Having described some of the key properties of natural understanding we turn to the artificial kind as defined in the introduction. Many existing artificial intelligence systems are implemented in computational neural networks such as deeply layered convolutional neural networks that roughly approximate the function of neural cells in brain tissue. Contemporary deep neural networks evolved from early neurally inspired machine learning architectures such as the Pandemonium and the Perceptron pioneered in the 1950s (Rosenblatt, 1958; Selfridge, 1959). In these early models, continuous input data is first discretised by “feature detectors” and then passed to intervening layers of neurons that are weighted to respond to properties of the features. Based on the sum of all the weights the system reaches a decision processing about the most probable output. These models in turn inspired the later parallel distributed approaches to artificial intelligence that were developed by Rumelhart and McClelland (1986) and in many ways provided the core architecture of today’s artificial neural networks and machine learning systems.

A typical artificial neural network tasked with, say, classifying objects in photographs will take an image as input, divide it into sub-sections (such as pixel colour values or clusters of pixels), pass those values to an array of nodes or neurons in one of what may be many interconnected “hidden” layers of such arrays, apply weights and biases in order to arrive at a probabilistic estimate of the likely class of the input, and pass the result to an output layer that can be read off by the user. By supplying the network with many training images, and by gradually optimising the weightings and bias using error correction techniques such as backpropagation, the network will eventually learn to classify its target objects with a degree of accuracy that depends on factors such as the size of the training dataset, the number of layers in the networks, and the amount of error correction provided. A simple feedforward example of this architecture is illustrated in Figure 4.

FIGURE 4

Figure 4. A simple feedforward neural network architecture showing an input layer that serves to discretise the target data, one hidden layer that contains nodes or “neurons” that can adjust their probabilistic weights, and an output layer where the decision of the system can be read off.
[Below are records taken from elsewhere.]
use doc_sync_core::config::ProviderConfig;
use doc_sync_core::contract::{FinishReason, MockCompletionProvider, ProviderResponse, Role};
use doc_sync_core::error::{ConfigError, JobError, ProviderError};
use doc_sync_core::gate::ConcurrencyGate;
use doc_sync_core::transform::MarkdownTransformer;
use doc_sync_core::translate::{Instructions, TranslationJob, TranslationOrchestrator};
use tempfile::tempdir;

fn response(content: &str, finish_reason: &str) -> ProviderResponse {
    ProviderResponse {
        content: content.to_string(),
        finish_reason: FinishReason::from(finish_reason),
    }
}

fn orchestrator(
    provider: MockCompletionProvider,
    max_turns: usize,
) -> TranslationOrchestrator<MockCompletionProvider> {
    let config = ProviderConfig {
        max_turns,
        ..ProviderConfig::default()
    };
    TranslationOrchestrator::new(
        provider,
        ConcurrencyGate::new(2).expect("non-zero limit"),
        Instructions::builtin(),
        &config,
    )
    .expect("valid orchestrator config")
}

#[tokio::test]
async fn test_length_three_times_then_stop_concatenates_four_chunks() {
    let dir = tempdir().unwrap();
    let source = dir.path().join("src/docs/page.mdx");
    std::fs::create_dir_all(source.parent().unwrap()).unwrap();
    std::fs::write(&source, "# Hello\n\nBody text.\n").unwrap();
    let destination = dir.path().join("dst/docs/nested/page.mdx");

    let mut provider = MockCompletionProvider::new();
    let mut calls = 0usize;
    provider.expect_complete().times(4).returning(move |conversation| {
        calls += 1;
        // system + user, then one assistant turn per truncated response
        assert_eq!(conversation.len(), calls + 1);
        assert_eq!(conversation[0].role, Role::System);
        assert!(conversation[0].content.contains("バージョン履歴"));
        assert_eq!(conversation[1].role, Role::User);
        assert_eq!(conversation[1].content, "# Hello\n\nBody text.\n");
        if calls > 1 {
            let last = conversation.last().unwrap();
            assert_eq!(last.role, Role::Assistant);
            assert_eq!(last.content, format!("chunk{} ", calls - 1));
        }
        if calls < 4 {
            Ok(response(&format!("chunk{calls} "), "length"))
        } else {
            Ok(response("chunk4", "stop"))
        }
    });

    let orchestrator = orchestrator(provider, 8);
    let outcomes = orchestrator
        .translate_all(vec![TranslationJob {
            source,
            destination: destination.clone(),
            language: "ja".to_string(),
        }])
        .await;

    assert_eq!(outcomes.len(), 1);
    let done = outcomes.into_iter().next().unwrap().expect("job succeeds");
    assert_eq!(done.turns, 4);
    assert_eq!(done.destination, destination);
    let written = std::fs::read_to_string(&destination).unwrap();
    assert_eq!(written, "chunk1 chunk2 chunk3 chunk4");
    assert_eq!(done.bytes, written.len());
}

#[tokio::test]
async fn test_unexpected_finish_reason_fails_without_writing() {
    let dir = tempdir().unwrap();
    let source = dir.path().join("a.mdx");
    std::fs::write(&source, "text").unwrap();
    let destination = dir.path().join("out/a.mdx");

    let mut provider = MockCompletionProvider::new();
    provider
        .expect_complete()
        .times(1)
        .returning(|_| Ok(response("partial", "content_filter")));

    let orchestrator = orchestrator(provider, 8);
    let job = TranslationJob {
        source: source.clone(),
        destination: destination.clone(),
        language: "ja".to_string(),
    };
    let err = orchestrator
        .translate_one(&job)
        .await
        .expect_err("content_filter is not a success");

    match err {
        JobError::Provider { path, source: ProviderError::UnexpectedFinish(reason) } => {
            assert_eq!(path, source);
            assert_eq!(reason, "content_filter");
        }
        other => panic!("unexpected error: {other:?}"),
    }
    assert!(!destination.exists());
}

#[tokio::test]
async fn test_continuation_is_bounded() {
    let dir = tempdir().unwrap();
    let source = dir.path().join("long.mdx");
    std::fs::write(&source, "a very long page").unwrap();

    let mut provider = MockCompletionProvider::new();
    provider
        .expect_complete()
        .times(3)
        .returning(|_| Ok(response("more", "length")));

    let orchestrator = orchestrator(provider, 3);
    let err = orchestrator
        .translate_one(&TranslationJob {
            source,
            destination: dir.path().join("out/long.mdx"),
            language: "ja".to_string(),
        })
        .await
        .expect_err("provider never stops");

    assert!(matches!(
        err,
        JobError::Provider {
            source: ProviderError::ContinuationLimit { max_turns: 3 },
            ..
        }
    ));
}

#[tokio::test]
async fn test_one_failing_job_does_not_block_its_siblings() {
    let dir = tempdir().unwrap();
    let present = dir.path().join("present.mdx");
    std::fs::write(&present, "hello").unwrap();

    let mut provider = MockCompletionProvider::new();
    provider
        .expect_complete()
        .times(1)
        .returning(|_| Ok(response("こんにちは", "stop")));

    let orchestrator = orchestrator(provider, 8);
    let outcomes = orchestrator
        .translate_all(vec![
            TranslationJob {
                source: dir.path().join("missing.mdx"),
                destination: dir.path().join("out/missing.mdx"),
                language: "ja".to_string(),
            },
            TranslationJob {
                source: present,
                destination: dir.path().join("out/present.mdx"),
                language: "ja".to_string(),
            },
        ])
        .await;

    assert!(matches!(&outcomes[0], Err(JobError::Io { action: "read", .. })));
    assert!(outcomes[1].is_ok());
    assert_eq!(
        std::fs::read_to_string(dir.path().join("out/present.mdx")).unwrap(),
        "こんにちは"
    );
}

#[tokio::test]
async fn test_output_passes_through_transformer() {
    let dir = tempdir().unwrap();
    let source = dir.path().join("page.mdx");
    std::fs::write(&source, "## Getting Started\n").unwrap();
    let destination = dir.path().join("out/page.mdx");

    let mut provider = MockCompletionProvider::new();
    provider
        .expect_complete()
        .times(1)
        .returning(|_| Ok(response("## Getting Started\n\nSee [pages](/docs/pages/intro).\n", "stop")));

    let orchestrator = orchestrator(provider, 8).with_transformer(MarkdownTransformer::default());
    orchestrator
        .translate_one(&TranslationJob {
            source,
            destination: destination.clone(),
            language: "ja".to_string(),
        })
        .await
        .expect("job succeeds");

    assert_eq!(
        std::fs::read_to_string(&destination).unwrap(),
        "## Getting Started {#getting-started}\n\nSee [pages](https://nextjs.org/docs/14/pages/intro).\n"
    );
}

#[tokio::test]
async fn test_language_without_instructions_fails_the_job() {
    let dir = tempdir().unwrap();
    let source = dir.path().join("page.mdx");
    std::fs::write(&source, "text").unwrap();

    let provider = MockCompletionProvider::new();
    let orchestrator = orchestrator(provider, 8);
    let err = orchestrator
        .translate_one(&TranslationJob {
            source,
            destination: dir.path().join("out/page.mdx"),
            language: "fr".to_string(),
        })
        .await
        .expect_err("no French document is built in");

    assert!(matches!(
        err,
        JobError::Config {
            source: ConfigError::MissingInstructions(ref language),
            ..
        } if language == "fr"
    ));
}

#[test]
fn test_instructions_file_overrides_builtin_document() {
    let dir = tempdir().unwrap();
    let path = dir.path().join("fr.md");
    std::fs::write(&path, "Traduire en français.").unwrap();

    let config = ProviderConfig {
        instructions_file: Some(path),
        ..ProviderConfig::default()
    };
    let instructions = Instructions::load(&config, "fr").expect("override is readable");
    assert_eq!(
        instructions.for_language("fr").unwrap(),
        "Traduire en français."
    );
    assert!(instructions.for_language("ja").is_ok());
}

#[test]
fn test_zero_max_turns_is_rejected() {
    let config = ProviderConfig {
        max_turns: 0,
        ..ProviderConfig::default()
    };
    let result = TranslationOrchestrator::new(
        MockCompletionProvider::new(),
        ConcurrencyGate::new(1).unwrap(),
        Instructions::builtin(),
        &config,
    );
    assert!(matches!(result, Err(ConfigError::ZeroTurns)));
}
Since the explosion of research in artificial neural networks and deep learning techniques in the 2010s, and the accompanying exponential increase in raw computing power, a plethora of designs and methods have evolved for implementing machine learning (LeCun et al., 2015; Aggarwal, 2018). In the case of a contemporary deep learning system like BERT, the Bidirectional Encoder Representations from Transformers, several methods are combined in order to optimise performance in a range of natural language understanding tasks, with the relative performance of different variants of BERT being tested against standardised benchmarks such as SuperGLUE (Wang et al., 2019).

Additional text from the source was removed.